Moderasi Beragama: Tetangga yang Beda Agama Pun Punya Hak

Moderasi Beragama: Tetangga yang Beda Agama Pun Punya Hak

Oleh: Dr. Imam Nakhe’i
(Dosen Ma’had Aly Situbondo dan Komisioner Komnas Perempuan 2014-sekarang)

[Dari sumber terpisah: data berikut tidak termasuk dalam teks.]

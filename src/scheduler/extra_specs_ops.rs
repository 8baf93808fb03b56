//! Extra spec operators
//!
//! Matches a backend capability value against an extra spec requirement such
//! as `>= 100`, `<in> ssd`, `<is> True` or `<or> a <or> b`. A requirement
//! without a known operator is compared for string equality.

/// Whether `value` satisfies `requirement`
pub fn matches(value: Option<&str>, requirement: Option<&str>) -> bool {
    let Some(requirement) = requirement else {
        return value.is_none();
    };

    let mut words = requirement.split_whitespace();
    let op = words.next();
    let operands: Vec<&str> = words.collect();

    let known = matches!(
        op,
        Some(
            "=" | "<in>"
                | "<is>"
                | "=="
                | "!="
                | ">="
                | "<="
                | "s=="
                | "s!="
                | "s<"
                | "s<="
                | "s>"
                | "s>="
                | "<or>"
        )
    );
    if !known {
        return value == Some(requirement);
    }

    let (Some(op), Some(value)) = (op, value) else {
        return false;
    };

    if op == "<or>" {
        // <or> v1 <or> v2 <or> v3
        return operands
            .iter()
            .enumerate()
            .filter(|(i, _)| i % 2 == 0)
            .any(|(_, candidate)| *candidate == value);
    }

    let Some(operand) = operands.first().copied() else {
        return false;
    };

    match op {
        "<in>" => value.contains(operand),
        "<is>" => match (parse_bool(value), parse_bool(operand)) {
            (Some(a), Some(b)) => a == b,
            _ => false,
        },
        "s==" => value == operand,
        "s!=" => value != operand,
        "s<" => value < operand,
        "s<=" => value <= operand,
        "s>" => value > operand,
        "s>=" => value >= operand,
        numeric => {
            let (Ok(v), Ok(o)) = (value.trim().parse::<f64>(), operand.parse::<f64>()) else {
                return false;
            };
            match numeric {
                "=" | ">=" => v >= o,
                "==" => v == o,
                "!=" => v != o,
                "<=" => v <= o,
                _ => false,
            }
        }
    }
}

fn parse_bool(s: &str) -> Option<bool> {
    match s.to_ascii_lowercase().as_str() {
        "true" | "1" | "yes" | "y" | "on" | "t" => Some(true),
        "false" | "0" | "no" | "n" | "off" | "f" => Some(false),
        _ => None,
    }
}

#[cfg(test)]
mod tests {
    use super::*;

    #[test]
    fn test_plain_equality() {
        assert!(matches(Some("lvm"), Some("lvm")));
        assert!(!matches(Some("lvm"), Some("ceph")));
        assert!(matches(None, None));
        assert!(!matches(Some("x"), None));
        assert!(!matches(None, Some("x")));
    }

    #[test]
    fn test_numeric_operators() {
        assert!(matches(Some("200"), Some("= 100")));
        assert!(!matches(Some("50"), Some("= 100")));
        assert!(matches(Some("100"), Some("== 100.0")));
        assert!(matches(Some("3"), Some("!= 4")));
        assert!(matches(Some("3"), Some("<= 3")));
        assert!(matches(Some("5"), Some(">= 3")));
        assert!(!matches(Some("abc"), Some(">= 3")));
    }

    #[test]
    fn test_string_operators() {
        assert!(matches(Some("abc"), Some("s== abc")));
        assert!(matches(Some("abc"), Some("s!= abd")));
        assert!(matches(Some("abc"), Some("s< abd")));
        assert!(matches(Some("b"), Some("s>= a")));
        assert!(matches(Some("fast ssd pool"), Some("<in> ssd")));
        assert!(!matches(Some("hdd"), Some("<in> ssd")));
    }

    #[test]
    fn test_is_and_or() {
        assert!(matches(Some("True"), Some("<is> True")));
        assert!(matches(Some("false"), Some("<is> False")));
        assert!(!matches(Some("false"), Some("<is> True")));
        assert!(matches(Some("b"), Some("<or> a <or> b <or> c")));
        assert!(!matches(Some("d"), Some("<or> a <or> b")));
        assert!(!matches(None, Some("<or> a")));
    }
}
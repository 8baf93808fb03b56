//! Domain layer - Core records and port definitions
//!
//! This module defines the canonical resource records, the request context
//! threaded through every lifecycle call, and the driver traits (ports) that
//! backend adapters implement, following hexagonal architecture principles.

pub mod context;
pub mod host;
pub mod model;
pub mod ports;

pub use context::*;
pub use host::*;
pub use model::*;
pub use ports::*;
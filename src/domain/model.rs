//! Resource Records
//!
//! One canonical record type per storage entity. Status enums carry the
//! wire names used by the API (`in-use`, `error_deleting`, ...).

use chrono::{DateTime, Utc};
use serde::{Deserialize, Serialize};
use std::collections::BTreeMap;

use super::ports::{ConnectionInfo, ConnectorProperties};

/// Generate a new resource identifier
pub fn new_id() -> String {
    uuid::Uuid::new_v4().to_string()
}

// =============================================================================
// Volume
// =============================================================================

/// Volume status values
#[derive(Debug, Clone, Copy, PartialEq, Eq, Hash, Serialize, Deserialize)]
pub enum VolumeStatus {
    #[serde(rename = "creating")]
    Creating,
    #[serde(rename = "available")]
    Available,
    #[serde(rename = "in-use")]
    InUse,
    #[serde(rename = "deleting")]
    Deleting,
    #[serde(rename = "error")]
    Error,
    #[serde(rename = "error_deleting")]
    ErrorDeleting,
    #[serde(rename = "error_extending")]
    ErrorExtending,
    #[serde(rename = "error_restoring")]
    ErrorRestoring,
    #[serde(rename = "error_managing")]
    ErrorManaging,
    #[serde(rename = "backing-up")]
    BackingUp,
    #[serde(rename = "restoring-backup")]
    RestoringBackup,
    #[serde(rename = "maintenance")]
    Maintenance,
    #[serde(rename = "uploading")]
    Uploading,
    #[serde(rename = "extending")]
    Extending,
    #[serde(rename = "retyping")]
    Retyping,
    #[serde(rename = "attaching")]
    Attaching,
    #[serde(rename = "detaching")]
    Detaching,
}

impl VolumeStatus {
    pub fn as_str(&self) -> &'static str {
        match self {
            VolumeStatus::Creating => "creating",
            VolumeStatus::Available => "available",
            VolumeStatus::InUse => "in-use",
            VolumeStatus::Deleting => "deleting",
            VolumeStatus::Error => "error",
            VolumeStatus::ErrorDeleting => "error_deleting",
            VolumeStatus::ErrorExtending => "error_extending",
            VolumeStatus::ErrorRestoring => "error_restoring",
            VolumeStatus::ErrorManaging => "error_managing",
            VolumeStatus::BackingUp => "backing-up",
            VolumeStatus::RestoringBackup => "restoring-backup",
            VolumeStatus::Maintenance => "maintenance",
            VolumeStatus::Uploading => "uploading",
            VolumeStatus::Extending => "extending",
            VolumeStatus::Retyping => "retyping",
            VolumeStatus::Attaching => "attaching",
            VolumeStatus::Detaching => "detaching",
        }
    }

    /// Error states need operator intervention; nothing moves out of them automatically
    pub fn is_terminal(&self) -> bool {
        matches!(
            self,
            VolumeStatus::Error
                | VolumeStatus::ErrorDeleting
                | VolumeStatus::ErrorExtending
                | VolumeStatus::ErrorRestoring
                | VolumeStatus::ErrorManaging
        )
    }
}

impl std::fmt::Display for VolumeStatus {
    fn fmt(&self, f: &mut std::fmt::Formatter<'_>) -> std::fmt::Result {
        write!(f, "{}", self.as_str())
    }
}

/// Attach status shared by volumes and attachments
#[derive(Debug, Clone, Copy, PartialEq, Eq, Hash, Serialize, Deserialize)]
#[serde(rename_all = "snake_case")]
pub enum AttachStatus {
    Attaching,
    Attached,
    Detaching,
    Detached,
    ErrorAttaching,
    ErrorDetaching,
}

impl AttachStatus {
    /// Attachment still holds a connection to the volume
    pub fn is_live(&self) -> bool {
        matches!(
            self,
            AttachStatus::Attaching | AttachStatus::Attached | AttachStatus::Detaching
        )
    }
}

impl std::fmt::Display for AttachStatus {
    fn fmt(&self, f: &mut std::fmt::Formatter<'_>) -> std::fmt::Result {
        match self {
            AttachStatus::Attaching => write!(f, "attaching"),
            AttachStatus::Attached => write!(f, "attached"),
            AttachStatus::Detaching => write!(f, "detaching"),
            AttachStatus::Detached => write!(f, "detached"),
            AttachStatus::ErrorAttaching => write!(f, "error_attaching"),
            AttachStatus::ErrorDetaching => write!(f, "error_detaching"),
        }
    }
}

/// A block storage volume
#[derive(Debug, Clone, Serialize, Deserialize)]
pub struct Volume {
    pub id: String,
    pub name: String,
    pub project_id: Option<String>,
    /// Size in GB
    pub size: u64,
    pub status: VolumeStatus,
    /// Status to return to once a transient operation (backup) finishes
    pub previous_status: Option<VolumeStatus>,
    pub attach_status: AttachStatus,
    pub volume_type_id: Option<String>,
    /// Placement, `host@backend#pool`
    pub host: Option<String>,
    pub availability_zone: Option<String>,
    pub multiattach: bool,
    pub provider_location: Option<String>,
    pub replication_status: Option<String>,
    pub snapshot_id: Option<String>,
    pub source_volid: Option<String>,
    /// Type extra specs merged with the type's QoS specs
    #[serde(default)]
    pub policy: BTreeMap<String, String>,
    #[serde(default)]
    pub metadata: BTreeMap<String, String>,
    #[serde(default)]
    pub admin_metadata: BTreeMap<String, String>,
    pub created_at: DateTime<Utc>,
    pub updated_at: DateTime<Utc>,
    pub deleted_at: Option<DateTime<Utc>>,
}

impl Volume {
    pub fn new(name: impl Into<String>, size: u64) -> Self {
        let now = Utc::now();
        Self {
            id: new_id(),
            name: name.into(),
            project_id: None,
            size,
            status: VolumeStatus::Creating,
            previous_status: None,
            attach_status: AttachStatus::Detached,
            volume_type_id: None,
            host: None,
            availability_zone: None,
            multiattach: false,
            provider_location: None,
            replication_status: None,
            snapshot_id: None,
            source_volid: None,
            policy: BTreeMap::new(),
            metadata: BTreeMap::new(),
            admin_metadata: BTreeMap::new(),
            created_at: now,
            updated_at: now,
            deleted_at: None,
        }
    }

    /// Admin metadata `readonly=True` forbids read-write attachments
    pub fn is_readonly(&self) -> bool {
        self.admin_metadata
            .get("readonly")
            .map(|v| v.eq_ignore_ascii_case("true"))
            .unwrap_or(false)
    }

    /// Set the status, remembering the current one as `previous_status`
    pub fn set_status_saving_previous(&mut self, status: VolumeStatus) {
        self.previous_status = Some(self.status);
        self.status = status;
    }
}

// =============================================================================
// Attachment
// =============================================================================

/// Access mode of an attachment
#[derive(Debug, Clone, Copy, PartialEq, Eq, Hash, Serialize, Deserialize)]
#[serde(rename_all = "lowercase")]
pub enum AttachMode {
    Ro,
    Rw,
}

impl std::fmt::Display for AttachMode {
    fn fmt(&self, f: &mut std::fmt::Formatter<'_>) -> std::fmt::Result {
        match self {
            AttachMode::Ro => write!(f, "ro"),
            AttachMode::Rw => write!(f, "rw"),
        }
    }
}

/// What a volume is attached to; an instance and a host are mutually exclusive
#[derive(Debug, Clone, PartialEq, Eq, Hash, Serialize, Deserialize)]
#[serde(rename_all = "snake_case")]
pub enum AttachTarget {
    Instance(String),
    Host(String),
}

impl std::fmt::Display for AttachTarget {
    fn fmt(&self, f: &mut std::fmt::Formatter<'_>) -> std::fmt::Result {
        match self {
            AttachTarget::Instance(uuid) => write!(f, "instance {}", uuid),
            AttachTarget::Host(host) => write!(f, "host {}", host),
        }
    }
}

/// A connection of a volume to an instance or host
#[derive(Debug, Clone, Serialize, Deserialize)]
pub struct Attachment {
    pub id: String,
    pub volume_id: String,
    pub target: AttachTarget,
    pub attach_mode: AttachMode,
    pub attach_status: AttachStatus,
    pub mountpoint: Option<String>,
    pub connector: Option<ConnectorProperties>,
    pub connection_info: Option<ConnectionInfo>,
    pub attach_time: Option<DateTime<Utc>>,
    pub detach_time: Option<DateTime<Utc>>,
    pub deleted_at: Option<DateTime<Utc>>,
}

impl Attachment {
    pub fn new(volume_id: impl Into<String>, target: AttachTarget, attach_mode: AttachMode) -> Self {
        Self {
            id: new_id(),
            volume_id: volume_id.into(),
            target,
            attach_mode,
            attach_status: AttachStatus::Attaching,
            mountpoint: None,
            connector: None,
            connection_info: None,
            attach_time: None,
            detach_time: None,
            deleted_at: None,
        }
    }
}

// =============================================================================
// Snapshot
// =============================================================================

/// Snapshot status values
#[derive(Debug, Clone, Copy, PartialEq, Eq, Hash, Serialize, Deserialize)]
#[serde(rename_all = "snake_case")]
pub enum SnapshotStatus {
    Creating,
    Available,
    Deleting,
    Error,
    ErrorDeleting,
}

impl std::fmt::Display for SnapshotStatus {
    fn fmt(&self, f: &mut std::fmt::Formatter<'_>) -> std::fmt::Result {
        match self {
            SnapshotStatus::Creating => write!(f, "creating"),
            SnapshotStatus::Available => write!(f, "available"),
            SnapshotStatus::Deleting => write!(f, "deleting"),
            SnapshotStatus::Error => write!(f, "error"),
            SnapshotStatus::ErrorDeleting => write!(f, "error_deleting"),
        }
    }
}

/// Point-in-time copy of a volume
#[derive(Debug, Clone, Serialize, Deserialize)]
pub struct Snapshot {
    pub id: String,
    pub volume_id: String,
    pub name: String,
    pub project_id: Option<String>,
    pub status: SnapshotStatus,
    /// Size of the parent volume at creation, never changed afterwards
    pub volume_size: u64,
    pub provider_location: Option<String>,
    pub created_at: DateTime<Utc>,
    pub deleted_at: Option<DateTime<Utc>>,
}

impl Snapshot {
    pub fn new(volume: &Volume, name: impl Into<String>) -> Self {
        Self {
            id: new_id(),
            volume_id: volume.id.clone(),
            name: name.into(),
            project_id: volume.project_id.clone(),
            status: SnapshotStatus::Creating,
            volume_size: volume.size,
            provider_location: None,
            created_at: Utc::now(),
            deleted_at: None,
        }
    }
}

// =============================================================================
// Backup
// =============================================================================

/// Backup status values
#[derive(Debug, Clone, Copy, PartialEq, Eq, Hash, Serialize, Deserialize)]
#[serde(rename_all = "snake_case")]
pub enum BackupStatus {
    Creating,
    Available,
    Deleting,
    Restoring,
    Error,
    ErrorDeleting,
}

impl std::fmt::Display for BackupStatus {
    fn fmt(&self, f: &mut std::fmt::Formatter<'_>) -> std::fmt::Result {
        match self {
            BackupStatus::Creating => write!(f, "creating"),
            BackupStatus::Available => write!(f, "available"),
            BackupStatus::Deleting => write!(f, "deleting"),
            BackupStatus::Restoring => write!(f, "restoring"),
            BackupStatus::Error => write!(f, "error"),
            BackupStatus::ErrorDeleting => write!(f, "error_deleting"),
        }
    }
}

/// Backup of a volume; keeps only a weak reference to its source volume
#[derive(Debug, Clone, Serialize, Deserialize)]
pub struct Backup {
    pub id: String,
    pub volume_id: String,
    pub snapshot_id: Option<String>,
    pub name: String,
    pub project_id: Option<String>,
    pub status: BackupStatus,
    /// Size in GB
    pub size: u64,
    /// Backup driver that produced the data
    pub service: Option<String>,
    /// Backup service host handling the backup
    pub host: Option<String>,
    pub availability_zone: Option<String>,
    pub fail_reason: Option<String>,
    pub temp_volume_id: Option<String>,
    pub restore_volume_id: Option<String>,
    pub created_at: DateTime<Utc>,
    pub deleted_at: Option<DateTime<Utc>>,
}

impl Backup {
    pub fn new(volume: &Volume, name: impl Into<String>) -> Self {
        Self {
            id: new_id(),
            volume_id: volume.id.clone(),
            snapshot_id: None,
            name: name.into(),
            project_id: volume.project_id.clone(),
            status: BackupStatus::Creating,
            size: volume.size,
            service: None,
            host: None,
            availability_zone: volume.availability_zone.clone(),
            fail_reason: None,
            temp_volume_id: None,
            restore_volume_id: None,
            created_at: Utc::now(),
            deleted_at: None,
        }
    }
}

#[cfg(test)]
mod tests {
    use super::*;

    #[test]
    fn test_volume_status_wire_names() {
        assert_eq!(
            serde_json::to_string(&VolumeStatus::InUse).unwrap(),
            "\"in-use\""
        );
        assert_eq!(
            serde_json::to_string(&VolumeStatus::ErrorDeleting).unwrap(),
            "\"error_deleting\""
        );
        let status: VolumeStatus = serde_json::from_str("\"restoring-backup\"").unwrap();
        assert_eq!(status, VolumeStatus::RestoringBackup);
        assert_eq!(format!("{}", VolumeStatus::BackingUp), "backing-up");
    }

    #[test]
    fn test_terminal_statuses() {
        assert!(VolumeStatus::Error.is_terminal());
        assert!(VolumeStatus::ErrorDeleting.is_terminal());
        assert!(!VolumeStatus::Available.is_terminal());
        assert!(!VolumeStatus::Extending.is_terminal());
    }

    #[test]
    fn test_readonly_metadata() {
        let mut volume = Volume::new("vol", 1);
        assert!(!volume.is_readonly());
        volume.admin_metadata.insert("readonly".into(), "True".into());
        assert!(volume.is_readonly());
    }

    #[test]
    fn test_snapshot_copies_volume_size() {
        let volume = Volume::new("vol", 7);
        let snapshot = Snapshot::new(&volume, "snap");
        assert_eq!(snapshot.volume_size, 7);
        assert_eq!(snapshot.volume_id, volume.id);
        assert_eq!(snapshot.status, SnapshotStatus::Creating);
    }
}
//! Volume Types
//!
//! Type registry, extra specs and QoS resolution.

pub mod qos;
pub mod registry;

pub use qos::*;
pub use registry::*;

Saat ini mulai banyak berkembang model hubungan tetangga yang anti pada kelompok yang lain. Berkembangnya sikap eksklusivitas dalam berbagai relasi, termasuk relasi ketetanggaan cukup menggelisahkan sebab seringkali dijadikan sebagai alat untuk mengeluarkan dan menyudutkan orang atau kelompok lain. Sikap ekslusif itu adakalanya disebabkan perbedaan pandangan politik, komunitas pengajian, organisasi keagamaan, etnik dan terlebih lagi berbeda keyakinan.

Padahal, sikap ekslusif seperti itu bertentangan dengan fakta sejarah Madinah yang dibangun oleh Rasulallah dan para sahabat. Rasulallah tidak pernah menafikan realitas sejarah bahwa masyarakat Madinah memiliki latar suku yang banyak dari setiap lapisan masyarakat kala itu, demikian pula Rasulallah tidak pernah menegasikan eksistensi berbagai Agama.[1] Ibnu Katsir menuturkan dalam kitabnya al-Bidayah wa al-Nihayah, bahwa dalam piagam itu, Nabi Muhammad mengakui eksistensi agama dan hartanya kaum Yahudi bahkan tidak boleh menganggu terhadap ketentraman mereka selama kaum yahudi itu tidak membelot atas konsensus yang dibuat.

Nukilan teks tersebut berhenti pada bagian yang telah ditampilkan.